Interview with President Biden
Every day, people write to me and say they feel helpless to change the direction of our future.
I always answer that we change the future by changing the way people think, and that we change the way people think by changing the way we talk about things. To that end, I have encouraged people to speak up about what they think is important, to take up oxygen that otherwise feeds the hatred and division that have had far too much influence in our country of late.
Have any of your efforts mattered?
Well, apparently some people think they have. Last week, President Biden's team reached out to ask if I would like some time with him to have a conversation to share with you all.
On Friday, February 25, I sat down with the president in the China Room of the White House to talk about American democracy and the struggles we face.
It was an amazing time to be able to talk to the President. Russian president Vladimir Putin had just attacked Ukraine, Biden was preparing to give his first State of the Union address, and the president had just made the historic announcement of the nomination of Judge Ketanji Brown Jackson for a seat on the Supreme Court.
But I didn't want to ask the president about anything I could learn from other publicly available sources—I already read those every day to write my Letters from an American. I wanted to hear from a historic figure in a historic time about how he thinks about America in this pivotal moment, to put the specifics of what he does in a larger context.
In my books, I have argued that throughout our history, America has swung between the defense of equality outlined in the Declaration of Independence and the defense of private property outlined in the Constitution.

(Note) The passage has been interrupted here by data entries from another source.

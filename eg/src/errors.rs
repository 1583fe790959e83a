// Copyright (C) 2026 The electionguard-core Authors.

#![deny(clippy::unwrap_used)]
#![deny(clippy::expect_used)]
#![deny(clippy::panic)]
#![deny(clippy::manual_assert)]

//! The main error type returned by this crate's fallible operations.
//!
//! Variants are grouped, per spec §7, into domain errors (client-caused,
//! recoverable at the boundary), cryptographic failures (adversarial or
//! corrupted input), and a catch-all for aggregated failures reported by
//! `anyhow`. There is deliberately no "programmer error" variant: those
//! are bugs and must show up as a panic in debug assertions during
//! development, never as a value a caller is expected to handle.

use crate::guardian::GuardianIndex;

/// The stable error codes from spec §6.3, each carrying the context
/// needed to act on it without leaking secret material.
#[derive(thiserror::Error, Debug, PartialEq, Eq, Clone, serde::Serialize)]
pub enum EgError {
    #[error("invalid group or field element: {0}")]
    InvalidElement(String),

    #[error("zero-knowledge proof does not verify: {0}")]
    ProofInvalid(String),

    #[error("insufficient quorum: need {needed}, have {have}")]
    InsufficientQuorum { needed: u32, have: u32 },

    #[error("discrete log search exceeded its table bound of {bound}")]
    RangeExceeded { bound: u64 },

    #[error("election manifest is invalid: {0}")]
    ManifestInvalid(String),

    #[error("state conflict: {0}")]
    StateConflict(String),

    #[error("unknown guardian: {0}")]
    UnknownGuardian(GuardianIndex),

    #[error("required nonce is missing: {0}")]
    NonceMissing(String),

    #[error("{0}")]
    Other(String),
}

impl From<anyhow::Error> for EgError {
    fn from(e: anyhow::Error) -> Self {
        EgError::Other(e.to_string())
    }
}

/// [`Result`](std::result::Result) specialized to [`EgError`].
pub type EgResult<T> = std::result::Result<T, EgError>;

Our peculiar history of racism has meant that every time it seems we are approaching equality before the law, those determined to prevent that equality have turned people against it by insisting that government protection of equality will cost tax dollars, thus amounting to a redistribution of wealth from those with property to those without. That is, if Black and Brown Americans, and poor people, are permitted to vote, they will demand roads and schools and hospitals, and those can be paid for only by taxes on people with money. In this argument, an equal say in our government for all people amounts to socialism.
With this argument, those defending their property turn ordinary Americans against each other and take control of our political system. Once in power, they rig the system for their own benefit. Money flows upward until there is a dramatic split between ordinary people and those very few wealthy Americans who, by then, control the economy, the government, and society.
This point in the cycle came about in the 1850s, the 1890s, the 1920s, and now, again, in our present.
In the past, just when it seemed we were approaching the end of democracy and replacing it with oligarchy—and in each of these periods, elites literally talked about how they alone should lead the country—the American people turned to leaders who helped them reclaim democracy.
We know these leaders from our history. Presidents Abraham Lincoln, Theodore Roosevelt, and Franklin Delano Roosevelt all have entered the pantheon of our leaders because of their defense of democracy in the face of entrenched power. But all of those presidents became who they were because they rose to the challenge of the pivotal moments in which they lived. They worked to reflect the increasingly loud voices of the majority of the American people.
James Buchanan, William McKinley, Herbert Hoover, and Donald Trump did not.
And now President Biden stands at another pivotal moment in our history. What he does in this moment will reflect what the American people demand from his leadership.
So do your voices matter? He wouldn't have taken the time in the midst of such an important day in America to talk to you if they didn't.